Your program will be tested by an automated script before I even look at your code. This means that
- Your program must compile without errors, on the CS Linux environment. If you use my included makefile, you should be able to run make and then make clean without any errors. I recommend making back-up copies frequently in case you break something and can't figure out how to fix it. Commenting out half-working code may garner some partial credit.
- Your program must behave exactly as I have specified. Extra messages like "hi prof" are nice and friendly, but they will confuse my auto-testing script and cost you dearly. When arguments are specified on the command line, they must come from the command line, and when input is specified to come from standard in, it must come from standard in.
- Your file and folder names must be exactly as specified as well. Yes, this includes capitalization. For this project, I'm giving you starter code for everything, so you shouldn't have to change any file names.
Follow the course honor policy: document any external sources, and don't produce or look at any code in collaboration with anyone other than your instructor.

1 Overview

In this project you will implement the algorithmic backbone of a new web service called "Frugal Maps". The key problem is essentially a preprocessing/query task where the queries specify endpoints to find shortest paths in a graph. The main difference is that each edge will have two weights instead of one, and the actual "length" of each edge will be different for each query, depending on an extra parameter that is given with each query. (If none of this makes sense, just read on.)

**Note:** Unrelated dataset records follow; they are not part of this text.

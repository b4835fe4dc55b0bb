//! Error types for akash-nav.

use thiserror::Error;

/// Errors returned by the planners, the geodetic helpers and the geolocator.
///
/// Every variant is scoped to a single call; nothing is retried internally.
#[derive(Error, Debug, Clone, PartialEq)]
pub enum NavError {
    /// Geographic coordinate lies outside the configured grid box.
    #[error("coordinate ({lat}, {lon}) is outside the grid bounds")]
    OutOfBounds { lat: f64, lon: f64 },

    /// Grid index lies outside the grid.
    #[error("cell ({row}, {col}) is outside the grid")]
    CellOutOfBounds { row: usize, col: usize },

    /// Search exhausted its open set without reaching the goal.
    #[error("no path found after expanding {expanded} nodes")]
    NoPathFound { expanded: usize },

    /// Geodetic offset requested at (or numerically at) a pole.
    #[error("invalid latitude for geodetic offset: {0}")]
    InvalidLatitude(f64),

    /// Grid definition is unusable (zero cells, empty or inverted bounds).
    #[error("invalid grid: {0}")]
    InvalidGrid(String),

    /// Vehicle altitude is negative or not a finite number.
    #[error("invalid altitude {0} m")]
    InvalidAltitude(f64),

    /// Image dimensions cannot be used for pixel projection.
    #[error("invalid image size {width}x{height}")]
    InvalidImage { width: u32, height: u32 },
}

pub type Result<T> = std::result::Result<T, NavError>;
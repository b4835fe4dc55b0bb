//! Configuration loading errors.

use thiserror::Error;

#[derive(Error, Debug, Clone, PartialEq)]
pub enum ConfigLoadError {
    #[error("failed to read config: {0}")]
    Io(String),

    #[error("failed to parse config: {0}")]
    Parse(String),

    #[error("invalid config: {0}")]
    Invalid(String),
}
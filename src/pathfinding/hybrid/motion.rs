//! Bicycle motion model and heading discretization.
//!
//! Positions are advanced directly in degrees: `forward_speed` is the step
//! length in degrees per expansion and `wheelbase` the axle distance in the
//! same unit. Yaw is radians counter-clockwise from the longitude axis, so
//! yaw 0 moves east and yaw π/2 moves north.

use serde::{Deserialize, Serialize};
use std::f64::consts::TAU;

use crate::core::GeoPoint;
use crate::core::math::normalize_angle_positive;

/// Continuous vehicle pose used by the hybrid search.
#[derive(Clone, Copy, Debug, PartialEq, Serialize, Deserialize)]
pub struct KinematicPose {
    pub lat: f64,
    pub lon: f64,
    /// Heading in radians, kept in [0, 2π) after each step
    pub yaw: f64,
}

impl KinematicPose {
    pub const fn new(lat: f64, lon: f64, yaw: f64) -> Self {
        Self { lat, lon, yaw }
    }

    #[inline]
    pub fn position(&self) -> GeoPoint {
        GeoPoint::new(self.lat, self.lon)
    }
}

/// Kinematic bicycle with a fixed forward step.
#[derive(Clone, Copy, Debug, PartialEq)]
pub struct BicycleModel {
    pub forward_speed: f64,
    pub wheelbase: f64,
}

impl BicycleModel {
    pub fn new(forward_speed: f64, wheelbase: f64) -> Self {
        Self {
            forward_speed,
            wheelbase,
        }
    }

    /// Advance one step under `steering` (radians).
    ///
    /// The translation uses the heading *before* the step; the new heading
    /// is wrapped into [0, 2π) only when it leaves that range.
    pub fn step(&self, pose: &KinematicPose, steering: f64) -> KinematicPose {
        let mut yaw = pose.yaw + self.forward_speed / self.wheelbase * steering.tan();
        if !(0.0..=TAU).contains(&yaw) {
            yaw = normalize_angle_positive(yaw);
        }

        KinematicPose {
            lat: pose.lat + self.forward_speed * pose.yaw.sin(),
            lon: pose.lon + self.forward_speed * pose.yaw.cos(),
            yaw,
        }
    }
}

/// Heading bucket of a yaw angle: `round(yaw' * cells / 2π) mod cells`
/// with `yaw'` normalized to [0, 2π). Halves round to even.
#[inline]
pub fn heading_bucket(yaw: f64, cells: usize) -> usize {
    let normalized = normalize_angle_positive(yaw);
    let bucket = (normalized * cells as f64 / TAU).round_ties_even() as usize;
    bucket % cells
}

#[cfg(test)]
mod tests {
    use super::*;
    use approx::assert_abs_diff_eq;
    use std::f64::consts::{FRAC_PI_2, PI};

    #[test]
    fn test_straight_step_east_and_north() {
        let model = BicycleModel::new(2e-5, 1e-4);

        let east = model.step(&KinematicPose::new(38.0, -122.0, 0.0), 0.0);
        assert_abs_diff_eq!(east.lon, -122.0 + 2e-5, epsilon = 1e-12);
        assert_eq!(east.lat, 38.0);
        assert_eq!(east.yaw, 0.0);

        let north = model.step(&KinematicPose::new(38.0, -122.0, FRAC_PI_2), 0.0);
        assert_abs_diff_eq!(north.lat, 38.0 + 2e-5, epsilon = 1e-12);
        assert_abs_diff_eq!(north.lon, -122.0, epsilon = 1e-12);
    }

    #[test]
    fn test_steering_turns_and_wraps() {
        let model = BicycleModel::new(2e-5, 1e-4);
        let left = model.step(&KinematicPose::new(0.0, 0.0, 0.0), 35f64.to_radians());
        assert_abs_diff_eq!(left.yaw, 0.2 * 35f64.to_radians().tan(), epsilon = 1e-12);

        // Turning right from yaw 0 wraps to just below 2π
        let right = model.step(&KinematicPose::new(0.0, 0.0, 0.0), -35f64.to_radians());
        assert!(right.yaw > PI && right.yaw < TAU);
    }

    #[test]
    fn test_heading_buckets() {
        let cells = 45;
        let width = TAU / cells as f64;
        assert_eq!(heading_bucket(0.0, cells), 0);
        assert_eq!(heading_bucket(3.0 * width, cells), 3);
        assert_eq!(heading_bucket(3.4 * width, cells), 3);
        assert_eq!(heading_bucket(3.6 * width, cells), 4);
        // Near 2π folds back to bucket 0
        assert_eq!(heading_bucket(TAU - 0.1 * width, cells), 0);
        // Negative yaw is normalized first
        assert_eq!(heading_bucket(-width, cells), 44);
    }
}
//! Geographic grid discretization.
//!
//! A [`GeoGrid`] samples the latitude axis at `rows` evenly spaced values and
//! the longitude axis at `cols` values, both endpoints included:
//!
//! ```text
//! lat_samples[i] = lat_min + i * (lat_max - lat_min) / (rows - 1)
//! lon_samples[j] = lon_min + j * (lon_max - lon_min) / (cols - 1)
//! ```
//!
//! A point maps to the first sample that is >= its coordinate ("ceiling"
//! mapping), so `to_geo(to_cell(p))` lands on the upper edge of p's bucket
//! rather than on a cell center.

use serde::{Deserialize, Serialize};

use crate::core::{GeoPoint, GridCoord};
use crate::error::{NavError, Result};

/// Immutable mapping between a lat/lon bounding box and a rows x cols grid.
#[derive(Clone, Debug, PartialEq, Serialize, Deserialize)]
#[serde(try_from = "GeoGridDef", into = "GeoGridDef")]
pub struct GeoGrid {
    lat_min: f64,
    lat_max: f64,
    lon_min: f64,
    lon_max: f64,
    lat_samples: Vec<f64>,
    lon_samples: Vec<f64>,
}

/// Serialized form of a [`GeoGrid`]: bounds plus resolution.
#[derive(Clone, Debug, PartialEq, Serialize, Deserialize)]
pub struct GeoGridDef {
    pub lat_min: f64,
    pub lat_max: f64,
    pub lon_min: f64,
    pub lon_max: f64,
    pub rows: usize,
    pub cols: usize,
}

impl TryFrom<GeoGridDef> for GeoGrid {
    type Error = NavError;

    fn try_from(def: GeoGridDef) -> Result<Self> {
        GeoGrid::new(
            def.lat_min,
            def.lat_max,
            def.lon_min,
            def.lon_max,
            def.rows,
            def.cols,
        )
    }
}

impl From<GeoGrid> for GeoGridDef {
    fn from(grid: GeoGrid) -> Self {
        GeoGridDef {
            lat_min: grid.lat_min,
            lat_max: grid.lat_max,
            lon_min: grid.lon_min,
            lon_max: grid.lon_max,
            rows: grid.rows(),
            cols: grid.cols(),
        }
    }
}

impl GeoGrid {
    /// Create a grid over `[lat_min, lat_max] x [lon_min, lon_max]`.
    ///
    /// Requires at least one row and one column, a cell count that fits in
    /// `usize`, finite bounds, and `min < max` on any axis sampled more than
    /// once.
    pub fn new(
        lat_min: f64,
        lat_max: f64,
        lon_min: f64,
        lon_max: f64,
        rows: usize,
        cols: usize,
    ) -> Result<Self> {
        Self::check_axis("latitude", lat_min, lat_max, rows)?;
        Self::check_axis("longitude", lon_min, lon_max, cols)?;
        if rows.checked_mul(cols).is_none() {
            return Err(NavError::InvalidGrid(format!("{rows}x{cols} cells overflow usize")));
        }

        Ok(Self {
            lat_min,
            lat_max,
            lon_min,
            lon_max,
            lat_samples: linspace(lat_min, lat_max, rows),
            lon_samples: linspace(lon_min, lon_max, cols),
        })
    }

    fn check_axis(name: &str, min: f64, max: f64, n: usize) -> Result<()> {
        if n == 0 {
            return Err(NavError::InvalidGrid(format!("{name} axis has no samples")));
        }
        if !min.is_finite() || !max.is_finite() {
            return Err(NavError::InvalidGrid(format!("{name} bounds are not finite")));
        }
        if min > max || (n > 1 && min == max) {
            return Err(NavError::InvalidGrid(format!(
                "{name} bounds [{min}, {max}] are empty or inverted"
            )));
        }
        Ok(())
    }

    /// Number of rows (latitude samples)
    #[inline]
    pub fn rows(&self) -> usize {
        self.lat_samples.len()
    }

    /// Number of columns (longitude samples)
    #[inline]
    pub fn cols(&self) -> usize {
        self.lon_samples.len()
    }

    #[inline]
    pub fn lat_min(&self) -> f64 {
        self.lat_min
    }

    #[inline]
    pub fn lat_max(&self) -> f64 {
        self.lat_max
    }

    #[inline]
    pub fn lon_min(&self) -> f64 {
        self.lon_min
    }

    #[inline]
    pub fn lon_max(&self) -> f64 {
        self.lon_max
    }

    /// Latitude samples, one per row, increasing.
    pub fn lat_samples(&self) -> &[f64] {
        &self.lat_samples
    }

    /// Longitude samples, one per column, increasing.
    pub fn lon_samples(&self) -> &[f64] {
        &self.lon_samples
    }

    /// Is the point inside the closed bounding box?
    #[inline]
    pub fn contains(&self, point: GeoPoint) -> bool {
        (self.lat_min..=self.lat_max).contains(&point.lat)
            && (self.lon_min..=self.lon_max).contains(&point.lon)
    }

    /// Map a geographic point to its cell (first sample >= coordinate).
    pub fn to_cell(&self, point: GeoPoint) -> Result<GridCoord> {
        let out_of_bounds = || NavError::OutOfBounds {
            lat: point.lat,
            lon: point.lon,
        };
        let row = ceiling_index(&self.lat_samples, point.lat).ok_or_else(out_of_bounds)?;
        let col = ceiling_index(&self.lon_samples, point.lon).ok_or_else(out_of_bounds)?;
        Ok(GridCoord::new(row, col))
    }

    /// Axis samples at a cell index.
    pub fn to_geo(&self, cell: GridCoord) -> Result<GeoPoint> {
        match (self.lat_samples.get(cell.row), self.lon_samples.get(cell.col)) {
            (Some(&lat), Some(&lon)) => Ok(GeoPoint::new(lat, lon)),
            _ => Err(NavError::CellOutOfBounds {
                row: cell.row,
                col: cell.col,
            }),
        }
    }

    /// Convert a cell path to geographic waypoints.
    pub fn path_to_geo(&self, cells: &[GridCoord]) -> Result<Vec<GeoPoint>> {
        cells.iter().map(|&c| self.to_geo(c)).collect()
    }
}

/// Index of the first sample >= `value`, `None` if outside `[first, last]`.
fn ceiling_index(samples: &[f64], value: f64) -> Option<usize> {
    let first = *samples.first()?;
    let last = *samples.last()?;
    if !(first..=last).contains(&value) {
        return None;
    }
    let idx = samples.partition_point(|&s| s < value);
    (idx < samples.len()).then_some(idx)
}

/// `n` evenly spaced samples with both endpoints exact.
fn linspace(min: f64, max: f64, n: usize) -> Vec<f64> {
    if n == 1 {
        return vec![min];
    }
    let step = (max - min) / (n - 1) as f64;
    let mut samples: Vec<f64> = (0..n).map(|i| min + i as f64 * step).collect();
    samples[n - 1] = max;
    samples
}
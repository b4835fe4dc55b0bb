//! A* planner implementation.

use log::{debug, trace};
use std::collections::BinaryHeap;
use std::f64::consts::SQRT_2;

use crate::core::GridCoord;
use crate::error::{NavError, Result};
use crate::grid::OccupancyGrid;

use super::types::{AStarConfig, OpenEntry, PathResult, SearchNode};

/// 8-connected move set as (d_row, d_col, cost). Row decreases northward on
/// screen, matching the obstacle authoring convention.
const ACTIONS: [(isize, isize, f64); 8] = [
    (0, -1, 1.0),     // west
    (0, 1, 1.0),      // east
    (-1, 0, 1.0),     // north
    (1, 0, 1.0),      // south
    (-1, 1, SQRT_2),  // north-east
    (-1, -1, SQRT_2), // north-west
    (1, -1, SQRT_2),  // south-west
    (1, 1, SQRT_2),   // south-east
];

/// A* pathfinder over an 8-connected [`OccupancyGrid`].
///
/// A cell is expanded at most once. With an admissible heuristic (the
/// default Euclidean one) the returned path is cost-optimal.
pub struct AStarPlanner<'a> {
    grid: &'a OccupancyGrid,
    config: AStarConfig,
}

impl<'a> AStarPlanner<'a> {
    /// Create a new A* planner
    pub fn new(grid: &'a OccupancyGrid, config: AStarConfig) -> Self {
        Self { grid, config }
    }

    /// Create with default configuration
    pub fn with_defaults(grid: &'a OccupancyGrid) -> Self {
        Self::new(grid, AStarConfig::default())
    }

    /// Find a path from start to goal using the configured heuristic.
    pub fn find_path(&self, start: GridCoord, goal: GridCoord) -> Result<PathResult> {
        let heuristic = self.config.heuristic;
        self.find_path_with_heuristic(start, goal, |from, to| heuristic.estimate(from, to))
    }

    /// Find a path from start to goal with a caller-supplied heuristic.
    ///
    /// Optimality holds only if `h` never overestimates the remaining cost.
    pub fn find_path_with_heuristic<H>(
        &self,
        start: GridCoord,
        goal: GridCoord,
        h: H,
    ) -> Result<PathResult>
    where
        H: Fn(GridCoord, GridCoord) -> f64,
    {
        trace!(
            "[AStar] find_path: start=({},{}) goal=({},{})",
            start.row, start.col, goal.row, goal.col
        );

        for coord in [start, goal] {
            if !self.grid.is_valid_coord(coord) {
                debug!("[AStar] FAILED: cell ({},{}) outside grid", coord.row, coord.col);
                return Err(NavError::CellOutOfBounds {
                    row: coord.row,
                    col: coord.col,
                });
            }
        }

        let cell_count = self.grid.rows() * self.grid.cols();
        let index = |c: GridCoord| c.row * self.grid.cols() + c.col;

        let mut nodes = vec![SearchNode {
            coord: start,
            g_cost: 0.0,
            parent: None,
        }];
        let mut best_g = vec![f64::INFINITY; cell_count];
        let mut closed = vec![false; cell_count];
        let mut open_set = BinaryHeap::new();
        let mut seq = 0u64;

        best_g[index(start)] = 0.0;
        open_set.push(OpenEntry {
            f_cost: h(start, goal),
            seq,
            node: 0,
        });

        let mut nodes_expanded = 0;

        while let Some(entry) = open_set.pop() {
            let current = nodes[entry.node];
            let current_idx = index(current.coord);

            if closed[current_idx] || current.g_cost > best_g[current_idx] {
                continue;
            }
            closed[current_idx] = true;
            nodes_expanded += 1;

            if current.coord == goal {
                return Ok(self.reconstruct_path(&nodes, entry.node, nodes_expanded));
            }

            for &(d_row, d_col, move_cost) in &ACTIONS {
                let Some(neighbor) = current.coord.offset(d_row, d_col) else {
                    continue;
                };
                if !self.grid.is_free(neighbor) {
                    continue;
                }
                if d_row != 0 && d_col != 0 && self.cuts_corner(current.coord, d_row, d_col) {
                    continue;
                }

                let neighbor_idx = index(neighbor);
                if closed[neighbor_idx] {
                    continue;
                }

                let tentative_g = current.g_cost + move_cost;
                if tentative_g < best_g[neighbor_idx] {
                    best_g[neighbor_idx] = tentative_g;
                    nodes.push(SearchNode {
                        coord: neighbor,
                        g_cost: tentative_g,
                        parent: Some(entry.node),
                    });
                    seq += 1;
                    open_set.push(OpenEntry {
                        f_cost: tentative_g + h(neighbor, goal),
                        seq,
                        node: nodes.len() - 1,
                    });
                }
            }
        }

        debug!("[AStar] FAILED: NoPath after expanding {} nodes", nodes_expanded);
        Err(NavError::NoPathFound {
            expanded: nodes_expanded,
        })
    }

    /// A diagonal move cuts a corner when both orthogonal cells it passes
    /// between are blocked or off the grid.
    fn cuts_corner(&self, from: GridCoord, d_row: isize, d_col: isize) -> bool {
        let blocked = |c: Option<GridCoord>| c.is_none_or(|c| self.grid.is_occupied(c));
        blocked(from.offset(d_row, 0)) && blocked(from.offset(0, d_col))
    }

    /// Walk parent links from the goal node back to the start.
    fn reconstruct_path(&self, nodes: &[SearchNode], goal_node: usize, nodes_expanded: usize) -> PathResult {
        let cost = nodes[goal_node].g_cost;
        let mut path = Vec::new();
        let mut current = Some(goal_node);

        while let Some(idx) = current {
            path.push(nodes[idx].coord);
            current = nodes[idx].parent;
        }
        path.reverse();

        trace!(
            "[AStar] SUCCESS: path length={} cells, cost={:.3}, nodes_expanded={}",
            path.len(),
            cost,
            nodes_expanded
        );

        PathResult {
            path,
            cost,
            nodes_expanded,
        }
    }
}
//! Path planning over the geographic grid.
//!
//! - **A\* Search**: shortest 8-connected path between cells
//! - **Hybrid A\***: kinematically feasible path under a bicycle model
//! - **Simplification**: drop collinear intermediate waypoints
//! - **Routing**: geographic endpoints in, geographic waypoints out
//!
//! ## A* Pathfinding
//!
//! ```rust,ignore
//! use akash_nav::pathfinding::{AStarPlanner, AStarConfig};
//!
//! let planner = AStarPlanner::new(&grid, AStarConfig::default());
//! let result = planner.find_path(start, goal)?;
//! println!("{} cells, cost {:.2}", result.len(), result.cost);
//! ```
//!
//! ## Geographic routes
//!
//! ```rust,ignore
//! use akash_nav::pathfinding::RoutePlanner;
//!
//! let route = RoutePlanner::new(geo, grid)?.plan_discrete(home, target)?;
//! for wp in &route.waypoints {
//!     println!("{:.7}, {:.7}", wp.lat, wp.lon);
//! }
//! ```

pub mod astar;
pub mod hybrid;
pub mod route;
pub mod simplify;

pub use astar::{AStarConfig, AStarPlanner, Heuristic, PathResult, find_path, path_exists};
pub use hybrid::{
    BicycleModel, HybridAStarPlanner, HybridConfig, KinematicPath, KinematicPose,
    KinematicWaypoint,
};
pub use route::{GeoRoute, RoutePlanner};
pub use simplify::{DEFAULT_COLLINEARITY_EPSILON, PlanarPoint, simplify, simplify_path};
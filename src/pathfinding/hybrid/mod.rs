//! Hybrid A* over a position and heading configuration space.
//!
//! Successors come from integrating a kinematic bicycle one fixed step under
//! each steering angle in `[+max, -max]`. Every step costs 1, the heuristic
//! is the Manhattan distance in cells, and the goal is reached when the
//! current cell equals the goal cell whatever the heading.

mod motion;
mod planner;
mod types;

pub use motion::{BicycleModel, KinematicPose, heading_bucket};
pub use planner::HybridAStarPlanner;
pub use types::{ConfigState, HybridConfig, KinematicPath, KinematicWaypoint};

#[cfg(test)]
mod tests {
    use super::*;
    use crate::core::{GeoPoint, GridCoord};
    use crate::error::NavError;
    use crate::geo::GeoGrid;
    use crate::grid::{ObstacleRect, OccupancyGrid};

    /// 51x51 box with 2e-5° spacing, one model step per cell.
    fn small_box() -> GeoGrid {
        GeoGrid::new(0.0, 0.001, 0.0, 0.001, 51, 51).unwrap()
    }

    #[test]
    fn test_reaches_goal_cell() {
        let geo = small_box();
        let grid = OccupancyGrid::new(51, 51);
        let planner = HybridAStarPlanner::with_defaults(&geo, &grid).unwrap();

        let goal = GeoPoint::new(0.0008, 0.0008);
        let path = planner
            .find_path(KinematicPose::new(0.0002, 0.0002, 0.0), goal)
            .unwrap();

        let last = path.waypoints.last().unwrap();
        let goal_cell = geo.to_cell(goal).unwrap();
        assert_eq!((last.y, last.x), (goal_cell.row, goal_cell.col));
        assert_eq!(path.waypoints[0].pose(), KinematicPose::new(0.0002, 0.0002, 0.0));
        assert!(path.nodes_expanded >= path.len());
    }

    #[test]
    fn test_consecutive_poses_follow_the_model() {
        let geo = small_box();
        let grid = OccupancyGrid::new(51, 51);
        let planner = HybridAStarPlanner::with_defaults(&geo, &grid).unwrap();

        let path = planner
            .find_path(
                KinematicPose::new(0.0005, 0.0001, 0.0),
                GeoPoint::new(0.0001, 0.0006),
            )
            .unwrap();

        for pair in path.waypoints.windows(2) {
            let from = pair[0].pose();
            let to = pair[1].pose();
            let feasible = planner.steering_angles().iter().any(|&steer| {
                let next = planner.model().step(&from, steer);
                (next.lat - to.lat).abs() < 1e-15
                    && (next.lon - to.lon).abs() < 1e-15
                    && (next.yaw - to.yaw).abs() < 1e-12
            });
            assert!(feasible, "no steering angle explains {from:?} -> {to:?}");
        }
    }

    #[test]
    fn test_closed_pairs_are_unique() {
        let geo = small_box();
        let grid = OccupancyGrid::new(51, 51);
        let planner = HybridAStarPlanner::with_defaults(&geo, &grid).unwrap();

        let path = planner
            .find_path(
                KinematicPose::new(0.0002, 0.0002, 0.0),
                GeoPoint::new(0.0009, 0.0003),
            )
            .unwrap();

        let mut seen = std::collections::HashSet::new();
        for w in &path.waypoints {
            let key = (heading_bucket(w.yaw, 45), w.y, w.x);
            assert!(seen.insert(key), "state {key:?} visited twice");
        }
    }

    #[test]
    fn test_manhattan_heuristic_overestimates_diagonal_runs() {
        let geo = small_box();
        let grid = OccupancyGrid::new(51, 51);
        let planner = HybridAStarPlanner::with_defaults(&geo, &grid).unwrap();

        let start = KinematicPose::new(0.0002, 0.0002, std::f64::consts::FRAC_PI_4);
        let goal = GeoPoint::new(0.0006, 0.0006);
        let path = planner.find_path(start, goal).unwrap();

        // Each diagonal step costs 1 but shrinks the Manhattan estimate by ~1.41,
        // so the start estimate exceeds the cost actually paid.
        let start_cell = geo.to_cell(start.position()).unwrap();
        let goal_cell = geo.to_cell(goal).unwrap();
        let estimate = start_cell.manhattan_distance(&goal_cell);
        assert!(path.len() - 1 < estimate);
    }

    #[test]
    fn test_thick_wall_blocks() {
        let geo = small_box();
        let mut grid = OccupancyGrid::new(51, 51);
        grid.fill_rect(ObstacleRect::from_corners(
            GridCoord::new(24, 0),
            GridCoord::new(27, 51),
        ));
        let planner = HybridAStarPlanner::with_defaults(&geo, &grid).unwrap();

        let err = planner
            .find_path(
                KinematicPose::new(0.0002, 0.0005, 0.0),
                GeoPoint::new(0.0009, 0.0005),
            )
            .unwrap_err();
        assert!(matches!(err, NavError::NoPathFound { expanded } if expanded > 0));
    }

    #[test]
    fn test_start_in_goal_cell() {
        let geo = small_box();
        let grid = OccupancyGrid::new(51, 51);
        let planner = HybridAStarPlanner::with_defaults(&geo, &grid).unwrap();

        let path = planner
            .find_path(
                KinematicPose::new(0.0004, 0.0004, 1.0),
                GeoPoint::new(0.0004, 0.0004),
            )
            .unwrap();
        assert_eq!(path.len(), 1);
        assert_eq!(path.nodes_expanded, 1);
    }

    #[test]
    fn test_successors_leaving_the_box_are_discarded() {
        let geo = small_box();
        let grid = OccupancyGrid::new(51, 51);
        let planner = HybridAStarPlanner::with_defaults(&geo, &grid).unwrap();

        // On the east edge heading north: every right turn exits the box
        let start = KinematicPose::new(0.0002, geo.lon_max(), std::f64::consts::FRAC_PI_2);
        let right = planner.steering_angles()[planner.steering_angles().len() - 1];
        let outward = planner.model().step(&planner.model().step(&start, right), 0.0);
        assert!(!geo.contains(outward.position()));

        let goal = GeoPoint::new(0.0008, 0.0003);
        let path = planner.find_path(start, goal).unwrap();

        assert!(path.waypoints.iter().all(|w| geo.contains(w.position())));
        let last = path.waypoints.last().unwrap();
        let goal_cell = geo.to_cell(goal).unwrap();
        assert_eq!((last.y, last.x), (goal_cell.row, goal_cell.col));
    }

    #[test]
    fn test_out_of_bounds_endpoints() {
        let geo = small_box();
        let grid = OccupancyGrid::new(51, 51);
        let planner = HybridAStarPlanner::with_defaults(&geo, &grid).unwrap();

        let err = planner
            .find_path(KinematicPose::new(0.002, 0.0005, 0.0), GeoPoint::new(0.0005, 0.0005))
            .unwrap_err();
        assert!(matches!(err, NavError::OutOfBounds { .. }));

        let err = planner
            .find_path(KinematicPose::new(0.0005, 0.0005, 0.0), GeoPoint::new(0.0005, -0.1))
            .unwrap_err();
        assert!(matches!(err, NavError::OutOfBounds { .. }));
    }

    #[test]
    fn test_state_space_overflow_rejected() {
        let geo = small_box();
        let grid = OccupancyGrid::new(51, 51);
        let config = HybridConfig {
            heading_cells: usize::MAX,
            ..HybridConfig::default()
        };
        assert!(matches!(
            HybridAStarPlanner::new(&geo, &grid, config),
            Err(NavError::InvalidGrid(_))
        ));
    }

    #[test]
    fn test_grid_shape_mismatch() {
        let geo = small_box();
        let grid = OccupancyGrid::new(50, 51);
        assert!(matches!(
            HybridAStarPlanner::with_defaults(&geo, &grid),
            Err(NavError::InvalidGrid(_))
        ));
    }
}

Here's the idea behind "Frugal Maps". There are a variety of services available to find the fastest driving route, or flight plan, or bicycle path, etc. Some of these services also display information about the relative price of the different routes. This price might include applicable costs such as airfare, gasoline, tolls, whatever. What "Frugal Maps" is going to do is automatically correlate these two weights (time and price) according to how valuable the user's time is, and give the best route for that individual. So the input for each query will be the starting and ending points, as well as the "cost of time", which is the number of dollars (cost units) that each unit of time (say, hours) is worth.

An example should help clarify the situation. We have five cities (a,b,c,d,e), each of which is a node in the graph, and some routes (edges) between them. Each edge is labeled with a pair of weights \((t,p)\) that represent respectively the time and price of that particular journey. For this example, and for the problem you are solving, all the weights will be non-negative integers.

Example Map

You can see in this example that, even for the same desired starting and ending points of a and f, there are multiple possibilities for what the shortest path will be depending on the "cost of time":

Cost of Time	Shortest Path	Weighted Cost
0	a, b, f	\((50 + 1) + (70 + 0) = 1\)
2	a, e, f	\((32 + 2) + (12 + 4) = 14\)
100	a,c,e,f	\((1100+9) + (1100+2) + (1*100+4) = 315\)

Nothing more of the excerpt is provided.